Hi everybody! I have a problem with my boot process - it stops on this line:

```
clocksource: Switched to clocksource tsc
```

Here's the whole output of dmesg:

http://sprunge.us/OUOG

and here's my .config:

http://sprunge.us/XUDK

This started occurring after I uninstalled my nvidia proprietary drivers after getting enough of their s**t.

I removed them using `emerge -C`, recompiled my kernel with anything nvidia-related disabled (except for nouveau, of course), and re-emerged @world with `nouveau` in my make.conf in place of nvidia. 

Where can I even start looking for the solution? $search_engine_of_choice returns nothing useful...

----------

## Ant P.

 *Quote:*   

> 
> 
> ```
> [    0.727207] ACPI: [Firmware Bug]: BIOS _OSI(Linux) query ignored
> ```
> ...

 

It's not usually a good idea, but you could try booting with acpi_osi=Linux and see if anything changes.

----------

## Hu

Usually, a stall right after the clocksource message is because the kernel pauses 60 seconds waiting for firmware files to be returned by user space.  If they are returned, it should continue almost instantly.  If a timeout is required, it will take about 60 seconds per missing firmware file.

----------

## theotherjoe

had a quick look at your kernel log.

since I dont have any experience with optimus hardware

this wiki page may help with the configuration:

https://wiki.gentoo.org/wiki/NVIDIA/Optimus

edit: 

https://wiki.gentoo.org/wiki/Nouveau

----------

## Vandr0iy

 *Ant P. wrote:*   

>  *Quote:*   
> 
> ```
> [    0.727207] ACPI: [Firmware Bug]: BIOS _OSI(Linux) query ignored
> ```
> ...

 

Something changed - now it says 

```
[    0.725226] ACPI: [Firmware Bug]: BIOS _OSI(Linux) query honored via cmdline
```

but for the rest everything stays the same   :Confused: 

 *Hu wrote:*   

>  *Quote:*   
> 
> Usually, a stall right after the clocksource message is because the kernel pauses 60 seconds waiting for firmware files to be returned by user space.

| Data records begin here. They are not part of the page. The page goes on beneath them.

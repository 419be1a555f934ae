//! Stream consumer behaviour against the in-memory durable log
//!
//! Each test scripts the handler outcome and checks the resulting
//! acknowledgement, the log state and the pipeline counters.

use async_trait::async_trait;
use event_log::{
    ConsumerConfig, DeadLetterReason, DurableLog, Headers, InMemoryEventLog, StreamConfig,
};
use event_schema::{testing, Event, FunnelStage, PublishEnvelope, Source, CORRELATION_ID_HEADER};
use idempotent_consumer::{
    ConsumerSettings, DeliveryState, EventHandler, ProcessingError, StreamConsumer,
};
use pipeline_metrics::AtomicPipelineMetrics;
use std::collections::VecDeque;
use std::sync::atomic::{AtomicU32, Ordering};
use std::sync::{Arc, Mutex};
use std::time::Duration;
use tokio::sync::watch;

enum Behavior {
    Succeed,
    Fail(ProcessingError),
    Hang,
}

/// Handler replaying a fixed script, then succeeding
struct ScriptedHandler {
    script: Mutex<VecDeque<Behavior>>,
    calls: AtomicU32,
    handled: Mutex<Vec<String>>,
}

impl ScriptedHandler {
    fn new(script: Vec<Behavior>) -> Arc<Self> {
        Arc::new(Self {
            script: Mutex::new(script.into()),
            calls: AtomicU32::new(0),
            handled: Mutex::new(Vec::new()),
        })
    }

    fn calls(&self) -> u32 {
        self.calls.load(Ordering::SeqCst)
    }
}

#[async_trait]
impl EventHandler for ScriptedHandler {
    async fn handle(&self, envelope: &PublishEnvelope) -> Result<(), ProcessingError> {
        self.calls.fetch_add(1, Ordering::SeqCst);
        let next = self
            .script
            .lock()
            .unwrap()
            .pop_front()
            .unwrap_or(Behavior::Succeed);

        match next {
            Behavior::Succeed => {
                self.handled
                    .lock()
                    .unwrap()
                    .push(envelope.event.event_id.clone());
                Ok(())
            }
            Behavior::Fail(e) => Err(e),
            Behavior::Hang => {
                tokio::time::sleep(Duration::from_secs(3600)).await;
                Ok(())
            }
        }
    }
}

struct Fixture {
    log: InMemoryEventLog,
    stream: StreamConfig,
    consumer_config: ConsumerConfig,
    metrics: Arc<AtomicPipelineMetrics>,
}

impl Fixture {
    async fn new(max_deliver: u32) -> Self {
        let stream = StreamConfig::for_source(Source::Facebook);
        let log = InMemoryEventLog::with_streams([stream.clone()]).await;
        let consumer_config = ConsumerConfig {
            max_deliver,
            ..ConsumerConfig::for_source(Source::Facebook, "collector")
        };

        Self {
            log,
            stream,
            consumer_config,
            metrics: Arc::new(AtomicPipelineMetrics::new()),
        }
    }

    fn consumer(&self, handler: Arc<ScriptedHandler>) -> StreamConsumer {
        StreamConsumer::new(
            Arc::new(self.log.clone()),
            self.stream.clone(),
            self.consumer_config.clone(),
            handler,
            self.metrics.clone(),
        )
        .with_settings(ConsumerSettings {
            processing_timeout: Duration::from_secs(30),
            fetch_wait: Duration::from_millis(50),
            error_backoff: Duration::from_millis(10),
        })
    }

    async fn publish(&self, event: Event) {
        let envelope = PublishEnvelope::new(event, "corr-test");
        let mut headers = Headers::new();
        headers.insert(CORRELATION_ID_HEADER.to_string(), "corr-test".to_string());
        self.log
            .publish(&envelope.subject(), envelope.to_bytes().unwrap(), headers)
            .await
            .unwrap();
    }
}

#[tokio::test]
async fn test_successful_processing_acks_and_counts() {
    let fixture = Fixture::new(5).await;
    fixture.publish(testing::facebook_top("fb-ok-1")).await;

    let handler = ScriptedHandler::new(vec![Behavior::Succeed]);
    let consumer = fixture.consumer(handler.clone());
    let mut subscription = fixture
        .log
        .subscribe(&fixture.stream, &fixture.consumer_config)
        .await
        .unwrap();

    let state = consumer.poll_once(subscription.as_mut()).await.unwrap();
    assert_eq!(state, Some(DeliveryState::Acked));

    // Acked messages never come back
    let state = consumer.poll_once(subscription.as_mut()).await.unwrap();
    assert_eq!(state, None);

    let snapshot = fixture.metrics.snapshot(Source::Facebook, FunnelStage::Top);
    assert_eq!(snapshot.processed, 1);
    assert_eq!(snapshot.failed, 0);
    assert_eq!(*handler.handled.lock().unwrap(), vec!["fb-ok-1".to_string()]);
}

#[tokio::test(start_paused = true)]
async fn test_processing_timeout_redelivers() {
    let fixture = Fixture::new(5).await;
    fixture.publish(testing::facebook_top("fb-slow-1")).await;

    let handler = ScriptedHandler::new(vec![Behavior::Hang, Behavior::Succeed]);
    let consumer = fixture.consumer(handler.clone());
    let mut subscription = fixture
        .log
        .subscribe(&fixture.stream, &fixture.consumer_config)
        .await
        .unwrap();

    let first = consumer.poll_once(subscription.as_mut()).await.unwrap();
    assert_eq!(first, Some(DeliveryState::Redelivering));

    let second = consumer.poll_once(subscription.as_mut()).await.unwrap();
    assert_eq!(second, Some(DeliveryState::Acked));

    assert_eq!(handler.calls(), 2);
    let snapshot = fixture.metrics.snapshot(Source::Facebook, FunnelStage::Top);
    assert_eq!(snapshot.redelivered, 1);
    assert_eq!(snapshot.processed, 1);
    assert!(fixture.log.dead_letters().await.is_empty());
}

#[tokio::test]
async fn test_permanent_failure_terminates() {
    let fixture = Fixture::new(5).await;
    fixture
        .publish(testing::facebook_purchase("fb-bad-1", "19.99"))
        .await;

    let handler = ScriptedHandler::new(vec![Behavior::Fail(ProcessingError::permanent(
        "violates check constraint",
    ))]);
    let consumer = fixture.consumer(handler.clone());
    let mut subscription = fixture
        .log
        .subscribe(&fixture.stream, &fixture.consumer_config)
        .await
        .unwrap();

    let state = consumer.poll_once(subscription.as_mut()).await.unwrap();
    assert_eq!(state, Some(DeliveryState::Terminated));

    // Not retried
    let state = consumer.poll_once(subscription.as_mut()).await.unwrap();
    assert_eq!(state, None);
    assert_eq!(handler.calls(), 1);

    let dead = fixture.log.dead_letters().await;
    assert_eq!(dead.len(), 1);
    match &dead[0].reason {
        DeadLetterReason::Terminated(reason) => assert!(reason.contains("check constraint")),
        other => panic!("unexpected reason {:?}", other),
    }

    let snapshot = fixture.metrics.snapshot(Source::Facebook, FunnelStage::Bottom);
    assert_eq!(snapshot.failed, 1);
    assert_eq!(snapshot.dead_lettered, 1);
}

#[tokio::test]
async fn test_undecodable_payload_terminates_without_calling_handler() {
    let fixture = Fixture::new(5).await;
    fixture
        .log
        .publish("events.facebook.top", b"{not json".to_vec(), Headers::new())
        .await
        .unwrap();

    let handler = ScriptedHandler::new(vec![]);
    let consumer = fixture.consumer(handler.clone());
    let mut subscription = fixture
        .log
        .subscribe(&fixture.stream, &fixture.consumer_config)
        .await
        .unwrap();

    let state = consumer.poll_once(subscription.as_mut()).await.unwrap();
    assert_eq!(state, Some(DeliveryState::Terminated));
    assert_eq!(handler.calls(), 0);

    let dead = fixture.log.dead_letters().await;
    assert_eq!(dead.len(), 1);
    assert!(dead[0].reason.as_header_value().contains("malformed payload"));

    let snapshot = fixture.metrics.snapshot(Source::Facebook, FunnelStage::Top);
    assert_eq!(snapshot.failed, 1);
}

#[tokio::test]
async fn test_transient_failures_exhaust_into_dead_letter() {
    let fixture = Fixture::new(2).await;
    fixture.publish(testing::facebook_top("fb-flaky-1")).await;

    let handler = ScriptedHandler::new(vec![
        Behavior::Fail(ProcessingError::transient("pool timed out")),
        Behavior::Fail(ProcessingError::transient("pool timed out")),
    ]);
    let consumer = fixture.consumer(handler.clone());
    let mut subscription = fixture
        .log
        .subscribe(&fixture.stream, &fixture.consumer_config)
        .await
        .unwrap();

    let first = consumer.poll_once(subscription.as_mut()).await.unwrap();
    assert_eq!(first, Some(DeliveryState::Redelivering));

    let second = consumer.poll_once(subscription.as_mut()).await.unwrap();
    assert_eq!(second, Some(DeliveryState::Terminated));

    let dead = fixture.log.dead_letters().await;
    assert_eq!(dead.len(), 1);
    assert_eq!(dead[0].reason, DeadLetterReason::MaxDeliverExceeded);
    assert_eq!(dead[0].attempts, 2);

    let snapshot = fixture.metrics.snapshot(Source::Facebook, FunnelStage::Top);
    assert_eq!(snapshot.redelivered, 1);
    assert_eq!(snapshot.failed, 1);
    assert_eq!(snapshot.dead_lettered, 1);
}

#[tokio::test]
async fn test_run_processes_in_order_and_stops_on_shutdown() {
    let fixture = Fixture::new(5).await;
    for i in 0..5 {
        fixture
            .publish(testing::facebook_top(&format!("fb-seq-{}", i)))
            .await;
    }

    let handler = ScriptedHandler::new(vec![]);
    let consumer = fixture.consumer(handler.clone());
    let (shutdown_tx, shutdown_rx) = watch::channel(false);

    let task = tokio::spawn(async move { consumer.run(shutdown_rx).await });

    tokio::time::timeout(Duration::from_secs(5), async {
        while handler.calls() < 5 {
            tokio::time::sleep(Duration::from_millis(10)).await;
        }
    })
    .await
    .unwrap();

    shutdown_tx.send(true).unwrap();
    let stats = task.await.unwrap().unwrap();

    assert_eq!(stats.acked, 5);
    assert_eq!(stats.total(), 5);

    let expected: Vec<String> = (0..5).map(|i| format!("fb-seq-{}", i)).collect();
    assert_eq!(*handler.handled.lock().unwrap(), expected);
}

If they are returned, it should continue almost instantly. If a timeout is required, it will take about 60 seconds per missing firmware file. 

 

My linux-firmware package is at its most recent version, and, according to my make.conf (http://sprunge.us/eNAX) my VIDEO_CARDS has nouveau among the settings, so on that side it should be OK. Here is what eix -e says about it:

```
# eix -e linux-firmware

[I] sys-kernel/linux-firmware

     Available versions:  20160331 20161205 (~)20170113 20170314 (~)20170519 **99999999 {savedconfig}

     Installed versions:  20170519(23:02:01 21/06/17)(-savedconfig)

     Homepage:            https://git.kernel.org/?p=linux/kernel/git/firmware/linux-firmware.git

     Description:         Linux firmware files

```

----------

## Josef.95

 *Vandr0iy Kernel .config wrote:*   

> 
> 
> ```
> CONFIG_DRM_NOUVEAU=y
> ```
> ...

  Try it (for better firmware loading) with a module (not build-in).

----------

## Vandr0iy

 *Josef.95 wrote:*   

>  *Vandr0iy Kernel .config wrote:*   
> 
> ```
> CONFIG_DRM_NOUVEAU=y
> ```
> ...

 

tried that, same as before. 

How am I supposed to proceed when I encounter this kind of issues?

----------

## Vandr0iy

Bumpity

anybody?

----------

## NeddySeagoon

Vandr0iy,

nouveau normally needs firmware, which you are not providing. 

```
CONFIG_EXTRA_FIRMWARE=""
```

should not be blank.

Firmware not loading usually has a timeout and a message in dmesg.

To solve this, we need to change something and see what happens.

Turn off 

```
CONFIG_VGA_SWITCHEROO=y
```

Its not needed for your Optimus.

Set CONFIG_DRM_NOUVEAU=y to <M>

CONFIG_DRM_I915=y to <M>

Make the changes with 

```
make menuconfig
```

Rebuild and reinstall your kernel.

After reboot, check the timestamp in 

```
uname -a
```

Thats the build time of the running kernel.

```
emerge linux-firmware
```

if you don't already have it.

Have you ever used a text editor on the .config file?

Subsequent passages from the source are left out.